Temporal is seeking a Staff Software Engineer - Reliability to own the reliability of operating Temporal Cloud end to end, partnering across engineering, infrastructure, and product to drive measurable improvements.
Requirements
- Own reliability outcomes for operating Temporal Cloud end to end, partnering across engineering, infrastructure, and product to drive measurable improvements.
- Define, implement, and evolve reliability targets and associated practices, including alerting thresholds, operational readiness criteria, and escalation paths.
- Plan and run gamedays to validate incident response, operational procedures, and cross-team coordination under realistic failure scenarios.
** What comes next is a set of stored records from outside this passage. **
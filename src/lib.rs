// SPDX-License-Identifier: MIT

//! BikeGuard: personal-safety tracking API
//!
//! This crate provides the backend API for logging rides, reporting
//! maintenance issues, triggering SOS alerts and exporting ride summaries.

pub mod config;
pub mod db;
pub mod error;
pub mod middleware;
pub mod models;
pub mod notify;
pub mod routes;
pub mod time_utils;

use config::Config;
use db::Store;
use notify::Notifier;

/// Shared application state.
pub struct AppState {
    pub config: Config,
    pub store: Store,
    pub notifier: Notifier,
}
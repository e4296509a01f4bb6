// SPDX-License-Identifier: MIT

//! Admin access policy.
//!
//! Handlers never inspect the allow-list directly; adding a new role type
//! touches this module only.

use crate::config::Config;
use crate::error::AppError;
use crate::middleware::auth::AuthUser;
use crate::models::{Role, User};
use crate::AppState;
use axum::{
    extract::{Request, State},
    middleware::Next,
    response::Response,
    Extension,
};
use std::sync::Arc;

/// Whether a user may access admin routes.
///
/// Grants on the stored role, or on the configured allow-list so an
/// operator keeps access when their record predates the list.
pub fn is_admin(user: &User, config: &Config) -> bool {
    user.role == Role::Admin || config.admin_emails.contains(&user.email.to_lowercase())
}

/// Middleware that restricts a route to admin users.
///
/// Must run after `require_auth`, which resolves the caller.
pub async fn require_admin(
    State(state): State<Arc<AppState>>,
    Extension(auth): Extension<AuthUser>,
    request: Request,
    next: Next,
) -> Result<Response, AppError> {
    let allowed = state
        .store
        .read(|doc| {
            doc.users
                .iter()
                .find(|u| u.id == auth.user_id)
                .map(|u| is_admin(u, &state.config))
                .unwrap_or(false)
        })
        .await;

    if !allowed {
        return Err(AppError::Forbidden("Admin only".to_string()));
    }

    Ok(next.run(request).await)
}

#[cfg(test)]
mod tests {
    use super::*;
    use uuid::Uuid;

    fn make_user(email: &str, role: Role) -> User {
        User {
            id: Uuid::new_v4(),
            name: "Rider".to_string(),
            email: email.to_string(),
            password_hash: "hash".to_string(),
            phone: String::new(),
            medical_info: String::new(),
            contacts: vec![],
            role,
            active_ride: None,
            created_at: "2026-01-15T10:00:00.000Z".to_string(),
        }
    }

    #[test]
    fn test_admin_role_grants() {
        let config = Config::test_default();
        let user = make_user("anyone@example.com", Role::Admin);
        assert!(is_admin(&user, &config));
    }

    #[test]
    fn test_allow_list_grants_case_insensitively() {
        let config = Config::test_default();
        let user = make_user("Admin@BikeGuard.test", Role::User);
        assert!(is_admin(&user, &config));
    }

    #[test]
    fn test_plain_user_denied() {
        let config = Config::test_default();
        let user = make_user("rider@example.com", Role::User);
        assert!(!is_admin(&user, &config));
    }
}
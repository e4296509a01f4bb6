//! Maintenance issue model for storage and API.

use serde::{Deserialize, Serialize};
use uuid::Uuid;

/// Status assigned to every newly reported issue.
pub const INITIAL_STATUS: &str = "In review";

/// A maintenance issue reported by a user.
#[derive(Debug, Clone, Serialize, Deserialize)]
#[serde(rename_all = "camelCase")]
pub struct Issue {
    pub id: Uuid,
    pub user_id: Uuid,
    pub title: String,
    pub priority: String,
    #[serde(default)]
    pub notes: String,
    pub status: String,
    pub created_at: String,
}
// SPDX-License-Identifier: MIT

//! Signup and login routes.

use crate::error::{AppError, Result};
use crate::middleware::auth::create_jwt;
use crate::models::user::{ContactInput, PublicUser, Role, User};
use crate::time_utils::now_rfc3339;
use crate::AppState;
use argon2::{
    password_hash::{rand_core::OsRng, PasswordHash, PasswordHasher, PasswordVerifier, SaltString},
    Argon2,
};
use axum::{extract::State, http::HeaderMap, routing::post, Json, Router};
use serde::{Deserialize, Serialize};
use std::sync::Arc;
use uuid::Uuid;
use validator::Validate;

pub fn routes() -> Router<Arc<AppState>> {
    Router::new()
        .route("/api/auth/signup", post(signup))
        .route("/api/auth/login", post(login))
}

/// Hash a password using Argon2
pub fn hash_password(password: &str) -> Result<String> {
    let salt = SaltString::generate(&mut OsRng);
    let hash = Argon2::default()
        .hash_password(password.as_bytes(), &salt)
        .map_err(|e| AppError::Internal(anyhow::anyhow!("Password hashing failed: {e}")))?;
    Ok(hash.to_string())
}

/// Verify a password against a stored hash
pub fn verify_password(password: &str, hash: &str) -> bool {
    let parsed_hash = match PasswordHash::new(hash) {
        Ok(h) => h,
        Err(_) => return false,
    };
    Argon2::default()
        .verify_password(password.as_bytes(), &parsed_hash)
        .is_ok()
}

#[derive(Deserialize, Validate)]
pub struct SignupRequest {
    #[serde(default)]
    pub name: String,
    #[serde(default)]
    #[validate(email(message = "Invalid email address"))]
    pub email: String,
    #[serde(default)]
    pub password: String,
    #[serde(default)]
    pub contacts: Vec<ContactInput>,
}

#[derive(Deserialize)]
pub struct LoginRequest {
    #[serde(default)]
    pub email: String,
    #[serde(default)]
    pub password: String,
}

/// Session response shared by signup and login.
#[derive(Serialize)]
pub struct SessionResponse {
    pub token: String,
    pub user: PublicUser,
}

async fn signup(
    State(state): State<Arc<AppState>>,
    Json(payload): Json<SignupRequest>,
) -> Result<Json<SessionResponse>> {
    if payload.name.trim().is_empty()
        || payload.email.trim().is_empty()
        || payload.password.is_empty()
    {
        return Err(AppError::Validation(
            "Name, email, password required".to_string(),
        ));
    }
    payload
        .validate()
        .map_err(|_| AppError::Validation("Invalid email address".to_string()))?;

    let user = User {
        id: Uuid::new_v4(),
        name: payload.name,
        email: payload.email.clone(),
        password_hash: hash_password(&payload.password)?,
        phone: String::new(),
        medical_info: String::new(),
        contacts: payload
            .contacts
            .into_iter()
            .map(ContactInput::materialize)
            .collect(),
        role: if state
            .config
            .admin_emails
            .contains(&payload.email.to_lowercase())
        {
            Role::Admin
        } else {
            Role::User
        },
        active_ride: None,
        created_at: now_rfc3339(),
    };

    let user = state
        .store
        .write(|doc| {
            let exists = doc
                .users
                .iter()
                .any(|u| u.email.to_lowercase() == user.email.to_lowercase());
            if exists {
                return Err(AppError::Conflict("Email already exists".to_string()));
            }
            doc.users.push(user.clone());
            Ok(user)
        })
        .await?;

    tracing::info!(user_id = %user.id, "User signed up");

    let token = create_jwt(user.id, &state.config.jwt_secret)?;
    Ok(Json(SessionResponse {
        token,
        user: user.into(),
    }))
}

async fn login(
    State(state): State<Arc<AppState>>,
    headers: HeaderMap,
    Json(payload): Json<LoginRequest>,
) -> Result<Json<SessionResponse>> {
    if payload.email.trim().is_empty() || payload.password.is_empty() {
        return Err(AppError::Validation(
            "Email and password required".to_string(),
        ));
    }

    let user = state
        .store
        .read(|doc| {
            doc.users
                .iter()
                .find(|u| u.email.to_lowercase() == payload.email.to_lowercase())
                .cloned()
        })
        .await
        .ok_or_else(|| AppError::Auth("Invalid credentials".to_string()))?;

    if !verify_password(&payload.password, &user.password_hash) {
        return Err(AppError::Auth("Invalid credentials".to_string()));
    }

    let token = create_jwt(user.id, &state.config.jwt_secret)?;

    state
        .notifier
        .login_alert(&user.email, client_ip(&headers).as_deref());

    Ok(Json(SessionResponse {
        token,
        user: user.into(),
    }))
}

/// Best-effort client address for the login alert.
fn client_ip(headers: &HeaderMap) -> Option<String> {
    headers
        .get("x-forwarded-for")
        .and_then(|v| v.to_str().ok())
        .and_then(|v| v.split(',').next())
        .map(|v| v.trim().to_string())
        .filter(|v| !v.is_empty())
}
// SPDX-License-Identifier: MIT

//! SOS alert route. Events are append-only.

use crate::error::Result;
use crate::middleware::auth::AuthUser;
use crate::models::SosEvent;
use crate::time_utils::now_rfc3339;
use crate::AppState;
use axum::{extract::State, http::StatusCode, routing::post, Extension, Json, Router};
use serde::{Deserialize, Serialize};
use std::sync::Arc;
use uuid::Uuid;

pub fn routes() -> Router<Arc<AppState>> {
    Router::new().route("/api/sos", post(create_sos))
}

#[derive(Deserialize)]
pub struct SosRequest {
    pub message: Option<String>,
    pub location: Option<String>,
}

#[derive(Serialize)]
pub struct SosResponse {
    pub sos: SosEvent,
}

async fn create_sos(
    State(state): State<Arc<AppState>>,
    Extension(auth): Extension<AuthUser>,
    Json(payload): Json<SosRequest>,
) -> Result<(StatusCode, Json<SosResponse>)> {
    let event = SosEvent {
        id: Uuid::new_v4(),
        user_id: auth.user_id,
        message: payload
            .message
            .filter(|m| !m.is_empty())
            .unwrap_or_else(|| "Emergency alert triggered".to_string()),
        location: payload
            .location
            .filter(|l| !l.is_empty())
            .unwrap_or_else(|| "Unknown location".to_string()),
        created_at: now_rfc3339(),
    };

    let (event, email) = state
        .store
        .write(|doc| {
            doc.sos_events.push(event.clone());
            let email = doc
                .users
                .iter()
                .find(|u| u.id == auth.user_id)
                .map(|u| u.email.clone());
            Ok((event, email))
        })
        .await?;

    tracing::warn!(user_id = %auth.user_id, location = %event.location, "SOS triggered");

    state
        .notifier
        .sos_alert(email.as_deref().unwrap_or("unknown"), &event.location);

    Ok((StatusCode::CREATED, Json(SosResponse { sos: event })))
}
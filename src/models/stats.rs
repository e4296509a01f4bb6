//! Dashboard statistics computed over a user's records.
//!
//! Kept as a pure function over in-memory slices so the aggregate logic
//! is testable without a store.

use serde::Serialize;

use crate::models::Ride;

/// Per-user dashboard aggregate.
#[derive(Debug, Clone, PartialEq, Serialize)]
#[serde(rename_all = "camelCase")]
pub struct DashboardStats {
    pub total_rides: usize,
    /// Rides whose type is exactly "Night"
    pub night_rides: usize,
    pub emergency_count: usize,
    /// Average safety score rounded to the nearest integer, 0 with no rides
    pub safety_score: i64,
    /// Total distance rounded to 1 decimal
    pub total_distance_km: f64,
}

impl DashboardStats {
    /// Compute the aggregate for one user's rides and SOS count.
    pub fn compute(rides: &[Ride], sos_count: usize) -> Self {
        let total_distance: f64 = rides.iter().map(|r| r.distance_km).sum();
        let night_rides = rides.iter().filter(|r| r.ride_type == "Night").count();
        let safety_score = if rides.is_empty() {
            0
        } else {
            let sum: f64 = rides.iter().map(|r| r.safety_score).sum();
            (sum / rides.len() as f64).round() as i64
        };

        Self {
            total_rides: rides.len(),
            night_rides,
            emergency_count: sos_count,
            safety_score,
            total_distance_km: (total_distance * 10.0).round() / 10.0,
        }
    }
}
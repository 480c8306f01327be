mod commands;
mod logger;

use clap::Parser;
use colored::Colorize;
use commands::{Args, Decrypt, Encrypt};
use std::process;

fn run() -> anyhow::Result<()> {
    let args = Args::parse();
    logger::init(args.verbose)?;

    if args.decrypt {
        Decrypt {
            input: args.input,
            output: args.output,
            keyfile: args.keyfile,
        }
        .execute()
    } else {
        Encrypt {
            input: args.input,
            output: args.output,
            keyfile: args.keyfile,
        }
        .execute()
    }
}

fn main() {
    if let Err(e) = run() {
        eprintln!("{}: {}", "error".bold().red(), e);
        process::exit(1);
    }
}
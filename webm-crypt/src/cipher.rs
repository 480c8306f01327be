use aes::{
    Aes128,
    cipher::{KeyIvInit, StreamCipher, generic_array::GenericArray},
};

use crate::{CryptError, Result};

type Aes128Ctr = ctr::Ctr128BE<Aes128>;

/// AES-128-CTR keystream over a single frame payload.
///
/// A fresh cipher instance is keyed for every frame: the IV carries all
/// per-frame state, so no keystream position survives between frames.
pub(crate) struct FrameCipher {
    key: [u8; 16],
}

impl FrameCipher {
    pub(crate) fn new(key: &[u8]) -> Result<Self> {
        if key.len() != 16 {
            return Err(CryptError::InvalidKeySize(key.len()));
        }

        let mut fixed = [0u8; 16];
        fixed.copy_from_slice(key);
        Ok(Self { key: fixed })
    }

    /// Encrypts or decrypts `data` in place. CTR mode is its own inverse,
    /// so the same call serves both directions.
    pub(crate) fn apply(&self, iv: &[u8; 16], data: &mut [u8]) {
        let mut cipher = Aes128Ctr::new(
            GenericArray::from_slice(&self.key),
            GenericArray::from_slice(iv),
        );
        cipher.apply_keystream(data);
    }
}

/// Builds the 16-byte frame IV: the counter value big-endian in the high
/// 8 bytes, zero in the low 8 bytes.
pub(crate) fn iv_from_counter(counter: u64) -> [u8; 16] {
    let mut iv = [0u8; 16];
    iv[..8].copy_from_slice(&counter.to_be_bytes());
    iv
}
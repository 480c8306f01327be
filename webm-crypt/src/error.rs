use thiserror::Error;
use webm_iterable::errors::{TagIteratorError, TagWriterError};

/// The errors that can occur while encrypting or decrypting a WebM stream.
#[derive(Debug, Error)]
pub enum CryptError {
    /// Invalid key size (must be 16 bytes for AES-128).
    #[error("invalid key size: expected 16 bytes for AES-128, got {0} bytes")]
    InvalidKeySize(usize),

    /// The decoder could not read a tag from the source stream.
    #[error("webm decode error: {0}")]
    Decode(#[from] TagIteratorError),

    /// The encoder could not serialize a tag to the sink.
    #[error("webm encode error: {0}")]
    Encode(#[from] TagWriterError),
}
use colored::{ColoredString, Colorize};
use log::{Level, LevelFilter, Metadata, Record, SetLoggerError};

static LOGGER: Logger = Logger;

/// Installs the logger. `--verbose` raises the level to debug, which is
/// where all progress messages live.
pub fn init(verbose: bool) -> Result<(), SetLoggerError> {
    log::set_logger(&LOGGER)?;
    log::set_max_level(if verbose {
        LevelFilter::Debug
    } else {
        LevelFilter::Info
    });
    Ok(())
}

pub struct Logger;

impl log::Log for Logger {
    fn enabled(&self, metadata: &Metadata) -> bool {
        metadata.level() <= Level::Debug
    }

    fn log(&self, record: &Record) {
        if self.enabled(record.metadata()) {
            match record.level() {
                Level::Info | Level::Debug => println!("{}", record.args()),
                _ => println!("{} {}", label(record.level()), record.args()),
            }
        }
    }

    fn flush(&self) {}
}

fn label(level: Level) -> ColoredString {
    match level {
        Level::Debug => "[DEBUG]".bold().blue(),
        Level::Error => "[ERROR]".bold().red(),
        Level::Info => "[INFO]".bold().green(),
        Level::Trace => "[TRACE]".bold().purple(),
        Level::Warn => "[WARN]".bold().yellow(),
    }
}
use std::io::{Read, Write};

use webm_iterable::{
    WebmIterator, WebmWriter, WriteOptions,
    matroska_spec::{Master, MatroskaSpec},
};

use crate::{
    CryptError, Result,
    transform::{Mode, TagCryptor},
};

/// Single-pass encryption/decryption pipeline over a WebM byte stream.
///
/// Composes [decoder] → [`TagCryptor`] → [encoder] as one pull loop: the
/// source feeds the decoder and the sink receives the encoder's output,
/// so the caller only ever connects the two ends. The key is validated
/// here as well as by the transform itself, before a single byte of the
/// source is consumed.
pub struct WebmCryptor {
    mode: Mode,
    key: [u8; 16],
}

impl WebmCryptor {
    /// Creates a pipeline. `key` must be exactly 16 bytes.
    pub fn new(mode: Mode, key: &[u8]) -> Result<Self> {
        if key.len() != 16 {
            return Err(CryptError::InvalidKeySize(key.len()));
        }

        let mut fixed = [0u8; 16];
        fixed.copy_from_slice(key);
        Ok(Self { mode, key: fixed })
    }

    /// Streams `source` through the transform into `sink`.
    ///
    /// The decoder buffers whole `TrackEntry` subtrees while encrypting
    /// (the declaration is edited as one tree) and whole
    /// `ContentEncodings` subtrees while decrypting (the step list is
    /// filtered in one pass). Everything else streams tag by tag.
    pub fn process<R: Read, W: Write>(&self, source: R, sink: W) -> Result<()> {
        let buffer: &[MatroskaSpec] = match self.mode {
            Mode::Encrypt => &[MatroskaSpec::TrackEntry(Master::Start)],
            Mode::Decrypt => &[MatroskaSpec::ContentEncodings(Master::Start)],
        };

        let mut cryptor = TagCryptor::new(self.mode, &self.key)?;
        let mut writer = WebmWriter::new(sink);

        for tag in WebmIterator::new(source, buffer) {
            let Some(tag) = cryptor.transform(tag?) else {
                continue;
            };

            match &tag {
                // Frame sizes change under the transform and a single pass
                // cannot buffer the stream to backfill lengths, so the
                // long-lived containers are emitted unknown-sized.
                MatroskaSpec::Segment(Master::Start) | MatroskaSpec::Cluster(Master::Start) => {
                    writer.write_advanced(&tag, WriteOptions::is_unknown_sized_element())?;
                }
                _ => writer.write(&tag)?,
            }
        }

        writer.flush()?;
        Ok(())
    }
}
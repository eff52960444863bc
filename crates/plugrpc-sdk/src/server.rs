//! gRPC server lifecycle for a plugin process.
//!
//! Binds `127.0.0.1` (OS-assigned port when asked for port 0), serves the
//! `Plugin` service over plaintext HTTP/2 and stops by force: in-flight calls
//! are abandoned rather than drained.
//!
//! ```text
//! Created --bind--> Bound --serve--> Running --stop--> Stopped
//!    \________________________start______/
//! ```
//!
//! # Thread Safety
//!
//! The server runs on the tokio runtime. tonic spawns a task per connection
//! and calls into the shared [`RequestDispatcher`], which holds no mutable
//! state of its own.

use crate::config::ServerConfig;
use crate::contract::PluginContract;
use crate::dispatcher::RequestDispatcher;
use crate::error::{PluginError, Result};
use crate::proto::plugin_server::PluginServer as GrpcPluginServer;
use std::fmt;
use std::net::SocketAddr;
use std::sync::Arc;
use tokio::net::TcpListener;
use tokio::task::JoinHandle;
use tokio_stream::wrappers::TcpListenerStream;
use tokio_util::sync::CancellationToken;
use tonic::transport::Server;
use tracing::{debug, error, info};

/// Observable lifecycle state of a [`PluginServer`].
#[derive(Debug, Clone, Copy, PartialEq, Eq)]
pub enum ServerState {
    Created,
    Bound,
    Running,
    Stopped,
}

impl fmt::Display for ServerState {
    fn fmt(&self, f: &mut fmt::Formatter<'_>) -> fmt::Result {
        let name = match self {
            ServerState::Created => "created",
            ServerState::Bound => "bound",
            ServerState::Running => "running",
            ServerState::Stopped => "stopped",
        };
        f.write_str(name)
    }
}

/// Owns the transport for one plugin contract.
pub struct PluginServer<C> {
    contract: Arc<C>,
    state: ServerState,
    listener: Option<TcpListener>,
    local_addr: Option<SocketAddr>,
    cancel: CancellationToken,
    task_handle: Option<JoinHandle<()>>,
}

impl<C: PluginContract> PluginServer<C> {
    pub fn new(contract: C) -> Self {
        Self::with_shared(Arc::new(contract))
    }

    /// Create a server around a contract that is also used elsewhere.
    pub fn with_shared(contract: Arc<C>) -> Self {
        Self {
            contract,
            state: ServerState::Created,
            listener: None,
            local_addr: None,
            cancel: CancellationToken::new(),
            task_handle: None,
        }
    }

    pub fn state(&self) -> ServerState {
        self.state
    }

    /// Address the server is bound to, once bound.
    pub fn local_addr(&self) -> Option<SocketAddr> {
        self.local_addr
    }

    /// Port the server is bound to, once bound.
    pub fn port(&self) -> Option<u16> {
        self.local_addr.map(|addr| addr.port())
    }

    /// Bind the loopback listener. Port 0 lets the OS choose.
    pub async fn bind(&mut self, port: u16) -> Result<SocketAddr> {
        self.expect_state(ServerState::Created, "bind")?;

        let addr = SocketAddr::new(ServerConfig::HOST.into(), port);
        let listener = TcpListener::bind(addr)
            .await
            .map_err(|source| PluginError::Bind { addr, source })?;
        let actual_addr = listener
            .local_addr()
            .map_err(|source| PluginError::Bind { addr, source })?;

        debug!("Plugin server bound to {}", actual_addr);

        self.listener = Some(listener);
        self.local_addr = Some(actual_addr);
        self.state = ServerState::Bound;
        Ok(actual_addr)
    }

    /// Start serving on the bound listener in a background task.
    pub fn serve(&mut self) -> Result<()> {
        self.expect_state(ServerState::Bound, "serve")?;
        let listener = self.listener.take().ok_or_else(|| PluginError::InvalidState {
            operation: "serve",
            state: "bound without a listener".to_string(),
        })?;

        let dispatcher = RequestDispatcher::new(self.contract.clone(), self.cancel.clone());
        let shutdown = self.cancel.clone();
        let incoming = TcpListenerStream::new(listener);

        self.task_handle = Some(tokio::spawn(async move {
            let result = Server::builder()
                .add_service(GrpcPluginServer::new(dispatcher))
                .serve_with_incoming_shutdown(incoming, async move { shutdown.cancelled().await })
                .await;
            if let Err(e) = result {
                error!("Plugin server error: {}", e);
            }
        }));

        self.state = ServerState::Running;
        if let Some(addr) = self.local_addr {
            info!("Plugin server listening on {}", addr);
        }
        Ok(())
    }

    /// Bind and serve in one step, returning the port actually bound.
    pub async fn start(&mut self, port: u16) -> Result<u16> {
        let addr = self.bind(port).await?;
        self.serve()?;
        Ok(addr.port())
    }

    /// Stop the server immediately.
    ///
    /// In-flight calls are abandoned and their contract futures dropped.
    /// Calling this more than once is harmless.
    pub async fn stop(&mut self) {
        if self.state == ServerState::Stopped {
            return;
        }

        self.cancel.cancel();
        self.listener = None;
        if let Some(handle) = self.task_handle.take() {
            handle.abort();
            // Cancelled JoinError is expected here
            let _ = handle.await;
        }

        self.state = ServerState::Stopped;
        info!("Plugin server stopped");
    }

    fn expect_state(&self, expected: ServerState, operation: &'static str) -> Result<()> {
        if self.state == expected {
            Ok(())
        } else {
            Err(PluginError::InvalidState {
                operation,
                state: self.state.to_string(),
            })
        }
    }
}

impl<C> Drop for PluginServer<C> {
    fn drop(&mut self) {
        self.cancel.cancel();
        if let Some(handle) = self.task_handle.take() {
            handle.abort();
        }
    }
}
//! Logging setup for plugin binaries.
//!
//! Logs go to stderr: stdout is reserved for the `PLUGIN_PORT=<port>`
//! handshake line the parent process parses.

use tracing::Level;
use tracing_subscriber::EnvFilter;

/// Install the global `tracing` subscriber.
///
/// `RUST_LOG` takes precedence; otherwise `debug` selects between DEBUG and
/// INFO. Calling this twice is a no-op.
pub fn init(debug: bool) {
    let default_level = if debug { Level::DEBUG } else { Level::INFO };
    let filter = EnvFilter::try_from_default_env()
        .unwrap_or_else(|_| EnvFilter::new(default_level.as_str().to_lowercase()));

    let _ = tracing_subscriber::fmt()
        .with_env_filter(filter)
        .with_writer(std::io::stderr)
        .with_target(false)
        .with_thread_ids(false)
        .compact()
        .try_init();
}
- Build and scale a chaos testing program that exercises failure modes safely and drives remediation work that reduces real risk.
- Define and maintain a reliability scorecard across services and key operational processes, and use it to prioritize reliability investments.
- Lead load testing and performance testing efforts, including test design, tooling, and analysis of bottlenecks and capacity constraints.
- Improve observability standards (metrics, logs, traces, dashboards) so reliability signals are consistent, actionable, and easy to audit.
- Drive post-incident learning and corrective actions, ensuring fixes are durable and reduce recurrence risk over time.
- Make system-level tradeoffs across reliability, performance, cost, and velocity, and document decisions clearly for long-term maintainability.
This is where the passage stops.